[Information provided — start]

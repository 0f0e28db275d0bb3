//! Wire DTOs for the booking backend's OTP endpoints.
//!
//! DESIGN
//! ======
//! The session record is an explicit schema rather than a free-form JSON
//! value. Known fields are typed and optional; values of the wrong shape fail
//! deserialization and never reach storage. Fields the schema does not name
//! are kept in `extra` and written back unchanged.
//!
//! The stored record is a projection of the backend user: a known field sent
//! as `null` is stored as absent, which reads back the same.

#[cfg(test)]
#[path = "types_test.rs"]
mod types_test;

use serde::{Deserialize, Serialize};

/// The authenticated user as returned by `verify-otp` and kept in storage.
#[derive(Clone, Debug, Default, PartialEq, Eq, Serialize, Deserialize)]
pub struct SessionRecord {
    /// Backend user primary key.
    #[serde(default, skip_serializing_if = "Option::is_none")]
    pub id: Option<u64>,
    /// The verified phone number.
    #[serde(default, skip_serializing_if = "Option::is_none")]
    pub phone_number: Option<String>,
    /// Display name. Null until the user completes their profile.
    #[serde(default, skip_serializing_if = "Option::is_none")]
    pub name: Option<String>,
    /// Contact email. Null until the user completes their profile.
    #[serde(default, skip_serializing_if = "Option::is_none")]
    pub email: Option<String>,
    /// Set when the backend created the account during this verification.
    #[serde(default, skip_serializing_if = "Option::is_none")]
    pub is_first_login: Option<bool>,
    /// Avatar URL shown on the profile page.
    #[serde(default, skip_serializing_if = "Option::is_none")]
    pub profile_image: Option<String>,
    /// Any other fields the backend attached to the user.
    #[serde(flatten)]
    pub extra: serde_json::Map<String, serde_json::Value>,
}

/// Body of `POST /request-otp/`.
#[derive(Clone, Debug, PartialEq, Eq, Serialize)]
pub struct RequestOtpPayload<'a> {
    pub phone_number: &'a str,
}

/// Body of `POST /verify-otp/`.
#[derive(Clone, Debug, PartialEq, Eq, Serialize)]
pub struct VerifyOtpPayload<'a> {
    pub phone_number: &'a str,
    pub otp: &'a str,
}

/// Successful `verify-otp` response. Token fields are ignored.
#[derive(Clone, Debug, Default, PartialEq, Eq, Deserialize)]
pub struct VerifyOtpResponse {
    /// The user, when the backend returns one. `null` reads as `None`.
    #[serde(default)]
    pub user: Option<SessionRecord>,
}

/// Error body shapes the backend is known to produce.
#[derive(Debug, Default, Deserialize)]
struct ErrorBody {
    message: Option<String>,
    error: Option<String>,
    detail: Option<String>,
}

/// Extract a human-readable message from an error response body.
///
/// Precedence is `message`, then `error`, then `detail`. Blank strings and
/// bodies that are not JSON objects yield `None`.
pub fn error_message_from_body(body: &str) -> Option<String> {
    let parsed: ErrorBody = serde_json::from_str(body).ok()?;
    [parsed.message, parsed.error, parsed.detail]
        .into_iter()
        .flatten()
        .map(|msg| msg.trim().to_owned())
        .find(|msg| !msg.is_empty())
}
//! Shared client-side state modules.
//!
//! DESIGN
//! ======
//! State is split by concern: `auth` is app-wide and provided via context,
//! `otp` is owned by each OTP flow instance.

pub mod auth;
pub mod otp;
use super::*;

#[test]
fn endpoints_join_configured_base() {
    let config = ApiConfig::new("http://localhost:8000/api/");
    assert_eq!(config.endpoint(REQUEST_OTP_PATH), "http://localhost:8000/api/request-otp/");
    assert_eq!(config.endpoint(VERIFY_OTP_PATH), "http://localhost:8000/api/verify-otp/");
}

#[test]
fn server_message_only_for_status_errors() {
    let err = ApiError::Status { status: 400, message: Some("Invalid code".to_owned()) };
    assert_eq!(err.server_message(), Some("Invalid code"));

    assert_eq!(ApiError::Status { status: 500, message: None }.server_message(), None);
    assert_eq!(ApiError::Network("offline".to_owned()).server_message(), None);
    assert_eq!(ApiError::Decode("bad".to_owned()).server_message(), None);
}

#[test]
fn status_error_display_includes_message_when_present() {
    let err = ApiError::Status { status: 404, message: Some("No OTP found".to_owned()) };
    assert_eq!(err.to_string(), "server responded with 404: No OTP found");
    assert_eq!(
        ApiError::Status { status: 502, message: None }.to_string(),
        "server responded with 502"
    );
}

#[test]
fn parse_verify_response_extracts_user() {
    let parsed = parse_verify_response(r#"{"user": {"name": "A"}}"#).unwrap();
    assert_eq!(parsed.user.and_then(|u| u.name).as_deref(), Some("A"));
}

#[test]
fn parse_verify_response_flags_malformed_user() {
    let err = parse_verify_response(r#"{"user": 42}"#).unwrap_err();
    assert!(err.is_malformed_payload());
}

#[test]
fn parse_verify_response_flags_non_json_body() {
    let err = parse_verify_response("OK").unwrap_err();
    assert!(err.is_malformed_payload());
}

#[cfg(not(feature = "hydrate"))]
#[test]
fn calls_are_unavailable_outside_browser() {
    let config = ApiConfig::default();
    let request = poll_once(request_otp(&config, "9876543210"));
    assert_eq!(request, Err(ApiError::Unavailable));
    let verify = poll_once(verify_otp(&config, "9876543210", "1234"));
    assert_eq!(verify, Err(ApiError::Unavailable));
}

/// Minimal executor for futures that complete without awaiting anything.
#[cfg(not(feature = "hydrate"))]
fn poll_once<F: std::future::Future>(fut: F) -> F::Output {
    use std::pin::pin;
    use std::task::{Context, Poll, Waker};

    let mut fut = pin!(fut);
    let mut cx = Context::from_waker(Waker::noop());
    match fut.as_mut().poll(&mut cx) {
        Poll::Ready(out) => out,
        Poll::Pending => panic!("stub future should complete immediately"),
    }
}
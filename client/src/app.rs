//! Root application component with routing and context providers.

use leptos::prelude::*;
use leptos_meta::{MetaTags, Stylesheet, Title, provide_meta_context};
use leptos_router::{
    StaticSegment,
    components::{Route, Router, Routes},
};

use crate::components::{login_modal::LoginModal, navbar::Navbar};
use crate::config::{API_BASE_META, ApiConfig};
use crate::pages::{home::HomePage, profile::ProfilePage};
use crate::state::auth::AuthState;
use crate::util::session_store::{LocalSessionStore, SessionHandle};

/// HTML shell rendered on the server for SSR + hydration.
///
/// `api_base` is published in a `<meta>` tag for [`ApiConfig::from_document`].
pub fn shell(options: LeptosOptions, api_base: String) -> impl IntoView {
    view! {
        <!DOCTYPE html>
        <html lang="en">
            <head>
                <meta charset="utf-8"/>
                <meta name="viewport" content="width=device-width, initial-scale=1"/>
                <meta name=API_BASE_META content=api_base/>
                <AutoReload options=options.clone()/>
                <HydrationScripts options/>
                <MetaTags/>
            </head>
            <body>
                <App/>
            </body>
        </html>
    }
}

/// Root application component.
///
/// Provides the session store, auth state and API config contexts and sets up
/// client-side routing.
#[component]
pub fn App() -> impl IntoView {
    provide_meta_context();

    let session = SessionHandle::new(LocalSessionStore);
    let auth = RwSignal::new(AuthState::default());
    let show_login = RwSignal::new(false);

    provide_context(session.clone());
    provide_context(auth);
    provide_context(ApiConfig::from_document());

    // Storage is browser-only; effects never run during SSR.
    let load_session = session.clone();
    Effect::new(move |_| {
        auth.set(AuthState::load(&*load_session));
    });

    let loading = Signal::derive(move || auth.with(|a| a.loading));
    let logged_in = Signal::derive(move || auth.with(AuthState::is_logged_in));
    let open_login = Callback::new(move |()| show_login.set(true));
    let close_login = Callback::new(move |()| show_login.set(false));
    let login_success = Callback::new(move |()| {
        auth.set(AuthState::load(&*session));
    });

    view! {
        <Stylesheet id="leptos" href="/pkg/strikers-yard.css"/>
        <Title text="Strikers Yard"/>

        <Router>
            <Navbar loading=loading logged_in=logged_in on_login=open_login/>
            <Show when=move || show_login.get()>
                <LoginModal on_close=close_login on_success=login_success/>
            </Show>
            <main class="page">
                <Routes fallback=|| "Page not found.".into_view()>
                    <Route path=StaticSegment("") view=HomePage/>
                    <Route path=StaticSegment("profile") view=ProfilePage/>
                </Routes>
            </main>
        </Router>
    }
}
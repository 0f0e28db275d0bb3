use super::*;

#[test]
fn strip_non_digits_keeps_only_ascii_digits() {
    assert_eq!(strip_non_digits("987-654-3210"), "9876543210");
    assert_eq!(strip_non_digits("+91 (98) 7a6b"), "919876");
    assert_eq!(strip_non_digits("abc"), "");
}

#[test]
fn normalize_phone_accepts_dashed_ten_digit_number() {
    assert_eq!(normalize_phone("987-654-3210"), Some("9876543210".to_owned()));
}

#[test]
fn normalize_phone_rejects_short_numbers() {
    assert_eq!(normalize_phone("123"), None);
    assert_eq!(normalize_phone("987-654-321"), None);
    assert_eq!(normalize_phone(""), None);
}

#[test]
fn normalize_phone_does_not_cap_long_numbers() {
    assert_eq!(normalize_phone("+91 98765 43210"), Some("919876543210".to_owned()));
}

#[test]
fn normalize_otp_accepts_four_to_six_digits() {
    assert_eq!(normalize_otp("1234"), Some("1234".to_owned()));
    assert_eq!(normalize_otp("12 34 56"), Some("123456".to_owned()));
}

#[test]
fn normalize_otp_rejects_out_of_range_lengths() {
    assert_eq!(normalize_otp("123"), None);
    assert_eq!(normalize_otp("1234567"), None);
    assert_eq!(normalize_otp("abcd"), None);
}

#[test]
fn otp_input_filter_truncates_to_six_digits() {
    assert_eq!(otp_input_filter("12-34-56-78"), "123456");
    assert_eq!(otp_input_filter("9x9"), "99");
}
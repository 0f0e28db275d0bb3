//! Profile page showing the stored user's avatar and contact details.
//!
//! The record is read from the session store after hydration, so the
//! server-rendered markup always starts from the fallback avatar.

#[cfg(test)]
#[path = "profile_test.rs"]
mod profile_test;

use leptos::prelude::*;

use crate::net::types::SessionRecord;
use crate::util::session_store::{SessionHandle, SessionStore};

/// Avatar shown when the user has no profile image.
pub const DEFAULT_AVATAR: &str = "/default-avatar.png";

/// Image source for `record`, falling back to [`DEFAULT_AVATAR`].
pub fn avatar_src(record: Option<&SessionRecord>) -> String {
    record
        .and_then(|r| r.profile_image.as_deref())
        .map(str::trim)
        .filter(|src| !src.is_empty())
        .unwrap_or(DEFAULT_AVATAR)
        .to_owned()
}

/// Non-blank display name, if any.
pub fn display_name(record: Option<&SessionRecord>) -> Option<String> {
    record
        .and_then(|r| r.name.as_deref())
        .map(str::trim)
        .filter(|name| !name.is_empty())
        .map(str::to_owned)
}

#[component]
pub fn ProfilePage() -> impl IntoView {
    let session = expect_context::<SessionHandle>();
    let record = RwSignal::new(None::<SessionRecord>);

    Effect::new(move |_| {
        record.set(SessionStore::get(&*session));
    });

    let phone = move || record.with(|r| r.as_ref().and_then(|r| r.phone_number.clone()));

    view! {
        <section class="profile">
            <img
                class="profile__avatar"
                alt="Profile"
                src=move || record.with(|r| avatar_src(r.as_ref()))
            />
            <Show when=move || record.with(|r| display_name(r.as_ref()).is_some())>
                <h2 class="profile__name">
                    {move || record.with(|r| display_name(r.as_ref()).unwrap_or_default())}
                </h2>
            </Show>
            <Show when=move || phone().is_some()>
                <p class="profile__phone">{move || phone().unwrap_or_default()}</p>
            </Show>
        </section>
    }
}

[Information provided — finish]

Look through the records above and please copy every line in which the string "Navbar" occurs.

## Result for this task
use crate::components::{login_modal::LoginModal, navbar::Navbar};
            <Navbar loading=loading logged_in=logged_in on_login=open_login/>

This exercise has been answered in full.